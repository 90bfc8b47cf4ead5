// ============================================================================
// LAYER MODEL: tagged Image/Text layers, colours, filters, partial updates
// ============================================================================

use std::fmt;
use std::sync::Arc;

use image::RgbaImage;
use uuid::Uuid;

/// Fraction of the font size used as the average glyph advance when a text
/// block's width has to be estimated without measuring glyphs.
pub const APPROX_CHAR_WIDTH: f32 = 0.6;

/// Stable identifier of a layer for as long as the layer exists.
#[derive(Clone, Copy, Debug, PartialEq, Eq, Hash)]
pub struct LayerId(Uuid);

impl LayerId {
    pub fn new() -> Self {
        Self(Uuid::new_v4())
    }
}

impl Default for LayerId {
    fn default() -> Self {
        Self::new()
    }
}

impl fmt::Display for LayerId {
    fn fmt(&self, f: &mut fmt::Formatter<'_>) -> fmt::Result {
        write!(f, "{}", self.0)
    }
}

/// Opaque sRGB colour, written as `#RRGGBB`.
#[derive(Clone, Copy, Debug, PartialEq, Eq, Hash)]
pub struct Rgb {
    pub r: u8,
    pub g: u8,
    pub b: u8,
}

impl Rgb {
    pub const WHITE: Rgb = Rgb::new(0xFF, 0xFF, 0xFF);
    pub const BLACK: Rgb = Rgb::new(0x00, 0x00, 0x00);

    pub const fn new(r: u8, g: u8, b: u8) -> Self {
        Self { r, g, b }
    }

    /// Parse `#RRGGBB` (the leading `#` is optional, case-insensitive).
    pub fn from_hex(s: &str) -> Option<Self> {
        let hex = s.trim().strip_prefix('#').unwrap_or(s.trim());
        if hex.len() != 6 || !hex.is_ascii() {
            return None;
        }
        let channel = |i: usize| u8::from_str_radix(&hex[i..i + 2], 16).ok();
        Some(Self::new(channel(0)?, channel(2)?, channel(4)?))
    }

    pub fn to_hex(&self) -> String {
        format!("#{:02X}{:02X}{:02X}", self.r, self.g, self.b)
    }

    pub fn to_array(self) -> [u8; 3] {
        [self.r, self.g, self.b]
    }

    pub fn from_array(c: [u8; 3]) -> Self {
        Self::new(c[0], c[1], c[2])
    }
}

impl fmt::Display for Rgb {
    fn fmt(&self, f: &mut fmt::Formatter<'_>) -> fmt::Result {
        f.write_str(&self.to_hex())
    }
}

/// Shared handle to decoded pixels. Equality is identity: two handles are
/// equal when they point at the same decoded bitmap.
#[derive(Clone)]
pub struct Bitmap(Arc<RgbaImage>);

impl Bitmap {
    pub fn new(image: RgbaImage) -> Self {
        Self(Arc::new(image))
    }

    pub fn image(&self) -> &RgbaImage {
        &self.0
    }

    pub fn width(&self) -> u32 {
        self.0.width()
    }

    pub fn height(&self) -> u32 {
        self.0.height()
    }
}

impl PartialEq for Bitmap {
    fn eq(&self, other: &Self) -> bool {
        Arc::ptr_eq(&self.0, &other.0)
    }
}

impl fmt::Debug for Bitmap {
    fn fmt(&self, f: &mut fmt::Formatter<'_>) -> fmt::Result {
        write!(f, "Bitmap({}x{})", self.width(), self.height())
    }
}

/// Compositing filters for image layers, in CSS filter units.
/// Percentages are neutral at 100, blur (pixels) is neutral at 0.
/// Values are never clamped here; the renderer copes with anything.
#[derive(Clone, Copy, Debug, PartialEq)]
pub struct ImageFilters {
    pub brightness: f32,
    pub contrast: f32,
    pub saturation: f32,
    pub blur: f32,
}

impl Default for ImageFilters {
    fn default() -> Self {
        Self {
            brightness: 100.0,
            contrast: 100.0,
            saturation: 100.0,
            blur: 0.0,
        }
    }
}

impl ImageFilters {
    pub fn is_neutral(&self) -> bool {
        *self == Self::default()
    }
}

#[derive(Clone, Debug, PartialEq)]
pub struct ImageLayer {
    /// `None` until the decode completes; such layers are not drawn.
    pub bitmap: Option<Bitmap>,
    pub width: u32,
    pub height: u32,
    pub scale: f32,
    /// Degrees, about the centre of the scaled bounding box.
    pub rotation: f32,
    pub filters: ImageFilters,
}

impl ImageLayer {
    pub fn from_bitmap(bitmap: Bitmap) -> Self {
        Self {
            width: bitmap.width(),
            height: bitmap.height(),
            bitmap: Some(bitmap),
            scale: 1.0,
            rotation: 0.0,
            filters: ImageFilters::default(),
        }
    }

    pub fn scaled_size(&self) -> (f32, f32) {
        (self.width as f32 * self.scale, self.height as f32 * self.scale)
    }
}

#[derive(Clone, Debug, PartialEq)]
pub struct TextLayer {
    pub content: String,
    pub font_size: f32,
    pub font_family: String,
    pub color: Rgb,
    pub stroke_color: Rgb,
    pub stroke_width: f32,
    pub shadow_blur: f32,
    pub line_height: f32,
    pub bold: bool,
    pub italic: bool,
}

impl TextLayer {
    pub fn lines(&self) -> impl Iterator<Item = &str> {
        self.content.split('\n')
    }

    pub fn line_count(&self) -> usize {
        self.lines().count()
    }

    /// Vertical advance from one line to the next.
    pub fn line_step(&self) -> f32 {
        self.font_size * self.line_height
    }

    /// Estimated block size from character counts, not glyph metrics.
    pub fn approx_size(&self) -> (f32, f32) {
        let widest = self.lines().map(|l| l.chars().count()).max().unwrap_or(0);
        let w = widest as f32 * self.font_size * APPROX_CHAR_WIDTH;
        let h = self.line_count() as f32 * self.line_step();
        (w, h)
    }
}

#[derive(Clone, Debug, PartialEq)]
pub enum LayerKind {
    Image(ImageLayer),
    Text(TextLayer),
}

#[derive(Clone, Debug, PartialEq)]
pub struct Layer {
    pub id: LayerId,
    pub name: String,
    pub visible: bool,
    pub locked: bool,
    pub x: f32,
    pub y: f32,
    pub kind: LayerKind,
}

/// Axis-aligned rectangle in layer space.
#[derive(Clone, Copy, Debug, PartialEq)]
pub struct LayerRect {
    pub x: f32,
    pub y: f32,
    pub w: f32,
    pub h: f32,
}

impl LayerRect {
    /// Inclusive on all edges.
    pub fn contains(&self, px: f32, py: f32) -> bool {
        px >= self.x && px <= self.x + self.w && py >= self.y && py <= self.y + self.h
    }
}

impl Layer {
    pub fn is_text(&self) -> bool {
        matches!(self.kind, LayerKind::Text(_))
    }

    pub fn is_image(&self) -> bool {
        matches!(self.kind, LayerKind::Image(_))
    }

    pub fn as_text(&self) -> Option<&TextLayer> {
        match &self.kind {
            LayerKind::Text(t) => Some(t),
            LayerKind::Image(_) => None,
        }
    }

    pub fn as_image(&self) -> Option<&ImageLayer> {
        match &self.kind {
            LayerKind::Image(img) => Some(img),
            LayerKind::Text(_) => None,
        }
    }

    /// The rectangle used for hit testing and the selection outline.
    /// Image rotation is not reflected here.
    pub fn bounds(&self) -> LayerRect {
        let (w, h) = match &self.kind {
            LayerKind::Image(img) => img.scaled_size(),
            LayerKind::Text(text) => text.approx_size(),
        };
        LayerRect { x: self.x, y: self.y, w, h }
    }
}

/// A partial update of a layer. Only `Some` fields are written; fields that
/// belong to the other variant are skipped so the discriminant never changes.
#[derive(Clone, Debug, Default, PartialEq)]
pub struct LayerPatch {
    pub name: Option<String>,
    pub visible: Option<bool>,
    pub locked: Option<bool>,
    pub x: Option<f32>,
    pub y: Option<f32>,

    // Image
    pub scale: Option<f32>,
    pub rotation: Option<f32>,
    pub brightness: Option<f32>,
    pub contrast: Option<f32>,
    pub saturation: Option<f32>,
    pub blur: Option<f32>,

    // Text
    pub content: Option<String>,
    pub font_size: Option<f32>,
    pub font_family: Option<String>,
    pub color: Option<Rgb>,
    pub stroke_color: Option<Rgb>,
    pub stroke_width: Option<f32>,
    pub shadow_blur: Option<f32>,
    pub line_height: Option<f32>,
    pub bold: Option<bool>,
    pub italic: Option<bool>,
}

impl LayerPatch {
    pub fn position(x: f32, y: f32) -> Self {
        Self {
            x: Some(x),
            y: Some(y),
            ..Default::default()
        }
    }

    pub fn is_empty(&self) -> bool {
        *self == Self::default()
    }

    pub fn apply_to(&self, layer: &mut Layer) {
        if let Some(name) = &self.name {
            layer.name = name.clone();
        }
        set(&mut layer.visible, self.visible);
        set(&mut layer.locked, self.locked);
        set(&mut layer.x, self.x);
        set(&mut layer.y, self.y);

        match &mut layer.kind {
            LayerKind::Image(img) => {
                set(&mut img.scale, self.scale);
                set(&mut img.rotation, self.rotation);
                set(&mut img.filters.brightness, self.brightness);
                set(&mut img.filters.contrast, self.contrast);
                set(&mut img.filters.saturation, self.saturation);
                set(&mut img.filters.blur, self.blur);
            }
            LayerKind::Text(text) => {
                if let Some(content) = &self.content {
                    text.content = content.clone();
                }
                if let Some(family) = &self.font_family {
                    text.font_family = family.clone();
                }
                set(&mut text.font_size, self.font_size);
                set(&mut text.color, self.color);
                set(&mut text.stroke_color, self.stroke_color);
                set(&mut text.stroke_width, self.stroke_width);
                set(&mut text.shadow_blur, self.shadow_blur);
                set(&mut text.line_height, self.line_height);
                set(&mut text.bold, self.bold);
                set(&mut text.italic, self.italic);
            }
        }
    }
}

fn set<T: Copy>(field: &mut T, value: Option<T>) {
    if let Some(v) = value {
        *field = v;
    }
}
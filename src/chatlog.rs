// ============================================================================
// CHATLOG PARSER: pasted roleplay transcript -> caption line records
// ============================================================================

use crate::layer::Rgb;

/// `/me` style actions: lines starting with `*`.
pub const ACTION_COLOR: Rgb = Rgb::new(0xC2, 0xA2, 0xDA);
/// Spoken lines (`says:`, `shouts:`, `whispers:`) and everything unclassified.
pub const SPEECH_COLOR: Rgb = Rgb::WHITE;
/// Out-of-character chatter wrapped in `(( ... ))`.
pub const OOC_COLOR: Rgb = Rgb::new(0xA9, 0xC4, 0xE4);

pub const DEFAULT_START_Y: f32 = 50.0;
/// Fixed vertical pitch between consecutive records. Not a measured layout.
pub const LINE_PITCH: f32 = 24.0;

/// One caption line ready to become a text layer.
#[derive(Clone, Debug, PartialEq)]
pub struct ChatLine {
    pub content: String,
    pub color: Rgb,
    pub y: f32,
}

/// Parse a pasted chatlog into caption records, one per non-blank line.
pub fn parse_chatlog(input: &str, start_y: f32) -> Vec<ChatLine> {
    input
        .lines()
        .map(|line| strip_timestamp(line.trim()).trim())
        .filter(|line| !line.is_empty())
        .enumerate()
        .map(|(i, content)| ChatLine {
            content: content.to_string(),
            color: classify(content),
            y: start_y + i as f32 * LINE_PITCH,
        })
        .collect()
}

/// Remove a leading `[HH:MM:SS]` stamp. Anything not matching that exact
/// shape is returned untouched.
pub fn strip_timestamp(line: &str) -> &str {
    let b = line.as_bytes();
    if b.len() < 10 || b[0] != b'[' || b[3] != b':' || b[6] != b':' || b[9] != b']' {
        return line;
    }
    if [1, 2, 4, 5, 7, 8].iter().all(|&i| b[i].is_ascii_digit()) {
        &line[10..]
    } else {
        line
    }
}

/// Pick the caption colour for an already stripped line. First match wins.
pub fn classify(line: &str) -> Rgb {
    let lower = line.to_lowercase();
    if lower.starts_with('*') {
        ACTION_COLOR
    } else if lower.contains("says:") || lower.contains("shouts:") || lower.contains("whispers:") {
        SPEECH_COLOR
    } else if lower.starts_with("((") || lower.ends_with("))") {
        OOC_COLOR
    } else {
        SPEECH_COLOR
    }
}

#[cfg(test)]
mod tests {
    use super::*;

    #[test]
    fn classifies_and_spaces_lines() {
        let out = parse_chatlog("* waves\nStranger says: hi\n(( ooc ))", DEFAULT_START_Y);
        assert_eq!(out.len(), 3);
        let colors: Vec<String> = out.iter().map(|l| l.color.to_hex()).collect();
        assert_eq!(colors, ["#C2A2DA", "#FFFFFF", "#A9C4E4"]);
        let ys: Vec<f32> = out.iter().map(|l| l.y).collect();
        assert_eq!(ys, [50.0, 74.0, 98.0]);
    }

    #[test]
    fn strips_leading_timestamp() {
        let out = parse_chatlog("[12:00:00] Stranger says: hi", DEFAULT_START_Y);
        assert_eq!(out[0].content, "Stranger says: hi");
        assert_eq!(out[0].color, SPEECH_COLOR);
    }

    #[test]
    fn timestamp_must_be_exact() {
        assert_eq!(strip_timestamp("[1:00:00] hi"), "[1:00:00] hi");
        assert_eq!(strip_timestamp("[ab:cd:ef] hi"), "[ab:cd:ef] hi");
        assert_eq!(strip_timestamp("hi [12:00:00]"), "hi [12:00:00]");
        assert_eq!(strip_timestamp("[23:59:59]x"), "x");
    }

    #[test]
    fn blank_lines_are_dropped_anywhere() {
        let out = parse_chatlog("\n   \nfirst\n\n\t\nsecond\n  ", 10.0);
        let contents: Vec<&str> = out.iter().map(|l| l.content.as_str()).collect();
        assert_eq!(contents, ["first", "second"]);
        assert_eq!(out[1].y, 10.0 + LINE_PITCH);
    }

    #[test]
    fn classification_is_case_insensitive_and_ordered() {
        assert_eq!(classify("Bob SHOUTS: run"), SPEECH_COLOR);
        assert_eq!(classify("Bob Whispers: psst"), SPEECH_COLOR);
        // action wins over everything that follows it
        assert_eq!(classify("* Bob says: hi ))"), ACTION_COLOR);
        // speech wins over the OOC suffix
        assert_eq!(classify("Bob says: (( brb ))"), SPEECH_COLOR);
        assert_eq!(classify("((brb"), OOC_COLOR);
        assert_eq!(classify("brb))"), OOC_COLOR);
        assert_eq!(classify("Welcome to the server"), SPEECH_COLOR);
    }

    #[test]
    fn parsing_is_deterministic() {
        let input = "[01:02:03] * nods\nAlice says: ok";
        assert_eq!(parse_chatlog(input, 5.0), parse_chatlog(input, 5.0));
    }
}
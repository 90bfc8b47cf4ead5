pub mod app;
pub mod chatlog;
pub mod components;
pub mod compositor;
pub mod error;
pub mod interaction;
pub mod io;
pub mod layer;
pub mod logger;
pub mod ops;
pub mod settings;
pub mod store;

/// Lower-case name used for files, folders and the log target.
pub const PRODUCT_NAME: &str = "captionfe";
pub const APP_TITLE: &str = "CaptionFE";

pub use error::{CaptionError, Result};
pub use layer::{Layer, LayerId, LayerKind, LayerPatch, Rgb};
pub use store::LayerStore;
____
- Task directions: Filter the entries and copy each line with "WHITE".

- Answer for the task:
    pub const WHITE: Rgb = Rgb::new(0xFF, 0xFF, 0xFF);
pub const SPEECH_COLOR: Rgb = Rgb::WHITE;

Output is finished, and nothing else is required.